▶ **Prompt**: Search the records for the word "InitialRun" and report each line that has it.

▶ **Data to process**:
use super::{Step, StepExecutor, StepInput, TextRunner, Workflow, WorkflowError};
use crate::commands::{TestCommandExecutor, TestCommandManager, TestCommandResult};
use async_trait::async_trait;
use std::path::PathBuf;
use std::sync::{Arc, Mutex};

const EXPLORE: &str = "Explore codebase";
const DESIGN_TESTS: &str = "Design tests";
const INITIAL_RUN: &str = "Execute tests (expect failure)";
const IMPLEMENT: &str = "Implement feature";
const FINAL_RUN: &str = "Execute tests (expect success)";

#[derive(Debug, Clone, PartialEq, Eq)]
pub struct TddWorkflowConfig {
    pub exploration_prompt: String,
    pub test_prompt: String,
    pub implementation_prompt: String,
    pub test_command: String,
    pub project_path: Option<PathBuf>,
}

#[derive(Debug, Clone, Copy)]
enum TddStage {
    Explore,
    DesignTests,
    InitialRun,
    Implement,
    FinalRun,
}

struct TddContext {
    config: TddWorkflowConfig,
    executor: TestCommandExecutor,
    exploration_runner: Arc<dyn TextRunner>,
    test_writer_runner: Arc<dyn TextRunner>,
    implementation_runner: Arc<dyn TextRunner>,
    test_results: Mutex<Vec<TestCommandResult>>,
}

impl TddContext {
    fn last_result(&self) -> Option<TestCommandResult> {
        self.test_results
            .lock()
            .unwrap_or_else(|poisoned| poisoned.into_inner())
            .last()
            .cloned()
    }

    fn reset_results(&self) {
        self.test_results
            .lock()
            .unwrap_or_else(|poisoned| poisoned.into_inner())
            .clear();
    }

    async fn run_tests(&self, expect_success: bool) -> Result<String, WorkflowError> {
        let result = self.executor.run(&self.config.test_command, None).await?;
        let summary = format_test_summary(&result, expect_success);
        self.test_results
            .lock()
            .unwrap_or_else(|poisoned| poisoned.into_inner())
            .push(result);
        Ok(summary)
    }
}

struct TddStep {
    stage: TddStage,
    ctx: Arc<TddContext>,
}

#[async_trait]
impl StepExecutor for TddStep {
    async fn execute(&self, input: StepInput<'_>) -> Result<String, WorkflowError> {
        let ctx = &self.ctx;
        let project_path = ctx.config.project_path.as_deref();
        match self.stage {
            TddStage::Explore => {
                // First step: results from an earlier run of this workflow are stale.
                ctx.reset_results();
                ctx.exploration_runner
                    .run_text(&ctx.config.exploration_prompt, project_path)
                    .await
            }
            TddStage::DesignTests => {
                let prompt = append_context(
                    &ctx.config.test_prompt,
                    "Context from exploration:",
                    input.get_step_content(EXPLORE),
                );
                ctx.test_writer_runner.run_text(&prompt, None).await
            }
            TddStage::InitialRun => ctx.run_tests(false).await,
            TddStage::Implement => {
                let mut prompt = append_context(
                    &ctx.config.implementation_prompt,
                    "Context from exploration:",
                    input.get_step_content(EXPLORE),
                );
                prompt = append_context(
                    &prompt,
                    "Tests to satisfy:",
                    input.get_step_content(DESIGN_TESTS),
                );
                if let Some(previous) = ctx.last_result() {
                    prompt = append_context(
                        &prompt,
                        "Latest test run (expected failure):",
                        Some(&previous.to_prompt_block()),
                    );
                }
                ctx.implementation_runner.run_text(&prompt, None).await
            }
            TddStage::FinalRun => ctx.run_tests(true).await,
        }
    }
}

/// `"{prompt}\n\n{heading}\n{content}"`, or the prompt alone when the
/// trimmed content is empty.
fn append_context(prompt: &str, heading: &str, content: Option<&str>) -> String {
    match content.map(str::trim).filter(|c| !c.is_empty()) {
        Some(content) => format!("{prompt}\n\n{heading}\n{content}"),
        None => prompt.to_string(),
    }
}

fn format_test_summary(result: &TestCommandResult, expect_success: bool) -> String {
    let status = if result.succeeded() == expect_success {
        "✅ Tests behaved as expected."
    } else {
        "⚠️ Test outcome did not match the expectation."
    };
    format!("{}\n\n{status}", result.format())
}

/// Explore, design tests, watch them fail, implement, watch them pass.
///
/// Tests run in `config.project_path`. Without an `implementation_runner`
/// the test writer also implements.
pub fn create_tdd_workflow(
    config: TddWorkflowConfig,
    command_manager: Option<TestCommandManager>,
    exploration_runner: Arc<dyn TextRunner>,
    test_writer_runner: Arc<dyn TextRunner>,
    implementation_runner: Option<Arc<dyn TextRunner>>,
) -> Workflow {
    let executor = TestCommandExecutor::new(command_manager.unwrap_or_default())
        .with_cwd(config.project_path.clone());
    let ctx = Arc::new(TddContext {
        implementation_runner: implementation_runner.unwrap_or_else(|| test_writer_runner.clone()),
        config,
        executor,
        exploration_runner,
        test_writer_runner,
        test_results: Mutex::new(Vec::new()),
    });

    let step = |name: &str, stage: TddStage| {
        Step::new(
            name,
            Arc::new(TddStep {
                stage,
                ctx: ctx.clone(),
            }),
        )
    };
    Workflow::new(
        "TDD Workflow",
        "Run exploration, tests, and implementation in a TDD loop.",
        vec![
            step(EXPLORE, TddStage::Explore),
            step(DESIGN_TESTS, TddStage::DesignTests),
            step(INITIAL_RUN, TddStage::InitialRun),
            step(IMPLEMENT, TddStage::Implement),
            step(FINAL_RUN, TddStage::FinalRun),
        ],
    )
}

#[cfg(test)]
mod tests {
    use super::*;
    use std::path::Path;
    use std::time::Duration;

    struct Fixed(&'static str);

    #[async_trait]
    impl TextRunner for Fixed {
        async fn run_text(
            &self,
            _prompt: &str,
            _project_path: Option<&Path>,
        ) -> Result<String, WorkflowError> {
            Ok(self.0.to_string())
        }
    }

    #[tokio::test]
    async fn exploring_starts_a_fresh_set_of_test_results() {
        let runner: Arc<dyn TextRunner> = Arc::new(Fixed("ok"));
        let ctx = Arc::new(TddContext {
            config: TddWorkflowConfig {
                exploration_prompt: "explore".into(),
                test_prompt: "tests".into(),
                implementation_prompt: "implement".into(),
                test_command: "sh -c 'exit 1'".into(),
                project_path: None,
            },
            executor: TestCommandExecutor::new(TestCommandManager::new(false)),
            exploration_runner: runner.clone(),
            test_writer_runner: runner.clone(),
            implementation_runner: runner,
            test_results: Mutex::new(Vec::new()),
        });
        ctx.run_tests(false).await.unwrap();
        ctx.run_tests(true).await.unwrap();
        assert_eq!(ctx.test_results.lock().unwrap().len(), 2);

        let explore = TddStep {
            stage: TddStage::Explore,
            ctx: ctx.clone(),
        };
        let content = explore
            .execute(StepInput {
                input: None,
                previous_step_outputs: &[],
            })
            .await
            .unwrap();
        assert_eq!(content, "ok");
        assert!(ctx.last_result().is_none());
    }

    #[test]
    fn context_is_skipped_when_blank() {
        assert_eq!(append_context("p", "H:", None), "p");
        assert_eq!(append_context("p", "H:", Some("  \n")), "p");
        assert_eq!(append_context("p", "H:", Some(" body ")), "p\n\nH:\nbody");
    }

    #[test]
    fn summary_reports_expectation() {
        let failing = TestCommandResult {
            command: vec!["pytest".into()],
            returncode: 1,
            stdout: String::new(),
            stderr: String::new(),
            duration: Duration::from_millis(500),
        };
        assert_eq!(
            format_test_summary(&failing, false),
            "Command: pytest\nExit code: 1\nDuration: 0.50s\n\n✅ Tests behaved as expected."
        );
        assert!(format_test_summary(&failing, true)
            .ends_with("⚠️ Test outcome did not match the expectation."));
    }
}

▶ **Solution to this task**:
    InitialRun,
            TddStage::InitialRun => ctx.run_tests(false).await,
            step(INITIAL_RUN, TddStage::InitialRun),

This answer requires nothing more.